NS: I always save the last question for our featured poet to ask about Indianapolis–what are your favorite places to hang out, to buy books, catch readings, etc? Do you have any thoughts about the writing ‘scene’ in our area or region? I think people often have the idea that there is nothing here, and I try to dispel that notion! However, it feels so strange asking this question right now, as none of us can venture out to our favorite spots . . . I will confess that I have been missing the Indianapolis Museum of Art’s (or Newfields, I still have trouble calling it that) gardens, especially this time of year. It is my favorite spot in the city, and I still live in an apartment, so I miss that garden and the 100 acres nature park terribly. What are some special places in Indianapolis for you?
LJ: You’ve hit on the most important one of all. My wife and I are such huge fans of Newfields–which, like you, we kept calling “The IMA” long after the official name change–that we got married there, deciding along the way that we would shape everything else about the event in whatever ways would allow us to be able to afford to be in that place for our ceremony and reception. (In our case, that meant things like doing a Sunday brunch indoors, with the reception and ceremony in the same room, as opposed to more pricey options like a Saturday-night reception, or a garden-and-tent ceremony, and so on.)
We are regulars in the garden, in the collections, in the 100-acre park, and on the towpath. We were there twice in the days leading up to the lockdown, and we hope to see you there as soon as we can safely do so.
Indy Reads Books is dear to me. I launched The Seed Vault there, with a lovely crowd of folks from all over the city and the world, thanks to a contingent of Fulbrighters from IUPUI and IU and Butler. And the work Indy Reads does for adult literacy in the city is a constant inspiration. Good people, good books, good work–what could be better?

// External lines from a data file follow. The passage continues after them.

#![allow(dead_code)]

use std::sync::{Arc, Condvar, Mutex};
use vtree::{Batch, Config, Direction, Item, MemoryStore, RangeIter, Slice, Store, Tree, Version};

/// Trees in these suites use 3-byte versions ("Aaaa"-style base64 ids).
pub const V_SIZE: u8 = 3;

#[must_use]
pub fn v(s: &str) -> Version {
    Version::from_base64(s, V_SIZE).unwrap()
}

#[must_use]
pub fn vn(n: u64) -> Version {
    Version::from_u64(n, V_SIZE).unwrap()
}

#[must_use]
pub fn item(id: &str, version: &str) -> Item {
    Item::new(id, v(version))
}

#[must_use]
pub fn open_tree(name: &str) -> Tree<MemoryStore> {
    Config::new(name)
        .v_size(V_SIZE)
        .open(Arc::new(MemoryStore::new()))
        .unwrap()
}

#[must_use]
pub fn open_tree_on(store: Arc<MemoryStore>, name: &str) -> Tree<MemoryStore> {
    Config::new(name).v_size(V_SIZE).open(store).unwrap()
}

/// A store whose batch commits can be held back behind a gate.
///
/// Lets tests pile up outstanding items in the write buffer
/// deterministically: while the gate is closed, the committer blocks on its
/// first `apply` and every written item stays buffered.
pub struct GateStore {
    inner: MemoryStore,
    open: Mutex<bool>,
    cv: Condvar,
}

impl GateStore {
    #[must_use]
    pub fn closed() -> Self {
        Self {
            inner: MemoryStore::new(),
            open: Mutex::new(false),
            cv: Condvar::new(),
        }
    }

    pub fn open_gate(&self) {
        *self.open.lock().unwrap() = true;
        self.cv.notify_all();
    }

    fn wait_gate(&self) {
        let open = self.open.lock().unwrap();
        // bounded, so a failing test cannot hang the committer forever
        let (guard, _) = self
            .cv
            .wait_timeout_while(open, std::time::Duration::from_secs(10), |open| !*open)
            .unwrap();
        drop(guard);
    }
}

impl Store for GateStore {
    fn get(&self, key: &[u8]) -> vtree::Result<Option<Slice>> {
        self.inner.get(key)
    }

    fn put(&self, key: &[u8], value: &[u8]) -> vtree::Result<()> {
        self.inner.put(key, value)
    }

    fn delete(&self, key: &[u8]) -> vtree::Result<()> {
        self.inner.delete(key)
    }

    fn apply(&self, batch: Batch) -> vtree::Result<()> {
        self.wait_gate();
        self.inner.apply(batch)
    }

    fn range(&self, start: &[u8], end: &[u8], direction: Direction) -> RangeIter {
        self.inner.range(start, end, direction)
    }
}

/// A store whose batch commits fail on demand, for poisoning tests.
pub struct FailingStore {
    inner: MemoryStore,
    fail: Mutex<bool>,
}

impl FailingStore {
    #[must_use]
    pub fn new() -> Self {
        Self {
            inner: MemoryStore::new(),
            fail: Mutex::new(false),
        }
    }

    pub fn fail_applies(&self) {
        *self.fail.lock().unwrap() = true;
    }
}

impl Store for FailingStore {
    fn get(&self, key: &[u8]) -> vtree::Result<Option<Slice>> {
        self.inner.get(key)
    }

    fn put(&self, key: &[u8], value: &[u8]) -> vtree::Result<()> {
        self.inner.put(key, value)
    }

    fn delete(&self, key: &[u8]) -> vtree::Result<()> {
        self.inner.delete(key)
    }

    fn apply(&self, batch: Batch) -> vtree::Result<()> {
        if *self.fail.lock().unwrap() {
            return Err(vtree::Error::Io(std::io::Error::other("gate failure")));
        }
        self.inner.apply(batch)
    }

    fn range(&self, start: &[u8], end: &[u8], direction: Direction) -> RangeIter {
        self.inner.range(start, end, direction)
    }
}
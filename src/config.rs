// Copyright (c) 2024-present, fjall-rs
// This source code is licensed under both the Apache 2.0 and MIT License
// (found in the LICENSE-* files in the repository)

use crate::{
    key::MAX_NAME_LEN,
    store::Store,
    version::{Width, MAX_WIDTH},
    Slice, Tree,
};
use std::sync::Arc;

/// Invalid tree configuration
#[derive(Debug, Eq, PartialEq)]
pub enum ConfigError {
    /// The tree name is empty
    EmptyName,

    /// The tree name exceeds 254 bytes
    NameTooLong,

    /// `v_size` is outside `0..=6`
    VSizeOutOfRange,

    /// `i_size` is outside `0..=6`
    ISizeOutOfRange,

    /// The local perspective tag is empty or exceeds 254 bytes
    BadPerspective,
}

impl std::fmt::Display for ConfigError {
    fn fmt(&self, f: &mut std::fmt::Formatter<'_>) -> std::fmt::Result {
        match self {
            Self::EmptyName => write!(f, "name must not be empty"),
            Self::NameTooLong => write!(f, "name must not exceed 254 bytes"),
            Self::VSizeOutOfRange => write!(f, "v_size must be between 0 and 6"),
            Self::ISizeOutOfRange => write!(f, "i_size must be between 0 and 6"),
            Self::BadPerspective => {
                write!(f, "perspective must be between 1 and 254 bytes")
            }
        }
    }
}

impl std::error::Error for ConfigError {}

/// Tree configuration builder
///
/// ```
/// use vtree::{Config, MemoryStore};
/// use std::sync::Arc;
///
/// let store = Arc::new(MemoryStore::new());
/// let tree = Config::new("people").v_size(3).open(store)?;
/// # Ok::<(), vtree::Error>(())
/// ```
#[derive(Clone, Debug)]
pub struct Config {
    /// Tree name; every persisted key is prefixed by it
    pub name: String,

    /// Version identifier width in bytes (0..=6)
    pub v_size: Width,

    /// Insertion counter width in bytes (0..=6)
    pub i_size: Width,

    /// Disable all write validation (enables `del`; test and repair only)
    pub skip_validation: bool,

    /// Local perspective: items tagged with it validate like untagged ones
    pub perspective: Option<Slice>,

    /// Write buffer backpressure threshold, in outstanding items
    pub high_water_mark: usize,

    /// Drain fires when the buffer falls below this many outstanding items
    pub low_water_mark: usize,
}

impl Config {
    /// Initializes a new config for a tree name.
    #[must_use]
    pub fn new(name: &str) -> Self {
        Self {
            name: name.into(),
            v_size: MAX_WIDTH,
            i_size: MAX_WIDTH,
            skip_validation: false,
            perspective: None,
            high_water_mark: 16,
            low_water_mark: 1,
        }
    }

    /// Sets the version identifier width in bytes.
    ///
    /// Fixed at tree creation; default = 6.
    #[must_use]
    pub fn v_size(mut self, width: Width) -> Self {
        self.v_size = width;
        self
    }

    /// Sets the insertion counter width in bytes.
    ///
    /// Fixed at tree creation; default = 6.
    #[must_use]
    pub fn i_size(mut self, width: Width) -> Self {
        self.i_size = width;
        self
    }

    /// Disables write validation entirely, which also enables `del`.
    ///
    /// Intended for tests and repair tooling; a tree opened this way accepts
    /// disconnected and duplicate versions verbatim.
    #[must_use]
    pub fn skip_validation(mut self, skip: bool) -> Self {
        self.skip_validation = skip;
        self
    }

    /// Sets the local perspective tag.
    ///
    /// Items tagged with any *other* perspective bypass DAG validation and
    /// are stored as received.
    #[must_use]
    pub fn perspective(mut self, us: impl Into<Slice>) -> Self {
        self.perspective = Some(us.into());
        self
    }

    /// Sets the write buffer backpressure threshold.
    ///
    /// `write` returns `false` once this many items are outstanding.
    /// Default = 16.
    #[must_use]
    pub fn high_water_mark(mut self, items: usize) -> Self {
        self.high_water_mark = items;
        self
    }

    /// Validates the configuration.
    pub(crate) fn validate(&self) -> Result<(), ConfigError> {
        if self.name.is_empty() {
            return Err(ConfigError::EmptyName);
        }
        if self.name.len() > MAX_NAME_LEN {
            return Err(ConfigError::NameTooLong);
        }
        if self.v_size > MAX_WIDTH {
            return Err(ConfigError::VSizeOutOfRange);
        }
        if self.i_size > MAX_WIDTH {
            return Err(ConfigError::ISizeOutOfRange);
        }
        if let Some(us) = &self.perspective {
            if us.is_empty() || us.len() > MAX_NAME_LEN {
                return Err(ConfigError::BadPerspective);
            }
        }

        Ok(())
    }

    /// Opens the tree on top of the given store.
    ///
    /// Scans the insertion index once to recover the highest committed
    /// insertion counter.
    pub fn open<S: Store>(self, store: Arc<S>) -> crate::Result<Tree<S>> {
        Tree::open(store, self)
    }
}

Somehow, we lived in Indy for years before we actually went inside the War Memorial downtown; the open, silent, vast memorial hall itself is sublime, and the crazy, winding, unbelievably-large museum in the basement is unlike any other museum I know. The walking/running trails at Eagle Creek Park are wonderful–though I’m even more partial to Holliday Park, not too far from our home. That’s where I had my author photos taken, when I realized I was going to have a book and a website and so on. I believe you are a Holliday Park fan, yourself!
And although this isn’t in the city per se, we in Indy are fortunate to be so close to Brown County State Park, with the nearby villages of Nashville (touristy, but still lovely, full of shops and restaurants and so on) and Story (tiny and eerie and beautiful and reputedly haunted).
As for the “writing scene,” I’m still getting to know it, honestly, with my biggest literary community still being in Texas, where I lived from 2008 to 2016, and in which I help to run the annual Poetry at Round Top festival. Irvington Vinyl & Books has some solid reading-series and workshop-type events. Butler has a very high-powered reading series full of national and international big-wig writers (if there is such a thing). There are lots of important poets here in the city, like Karen Kovacik and Jared Carter. Honestly, most important of all is probably a journal like The Indianapolis Review. The name alone puts the city on the literary map for a lot of folks out there. The work within does credit to the city and its writers and readers. So, a big thank-you to you all, not just for this feature, but for everything you do!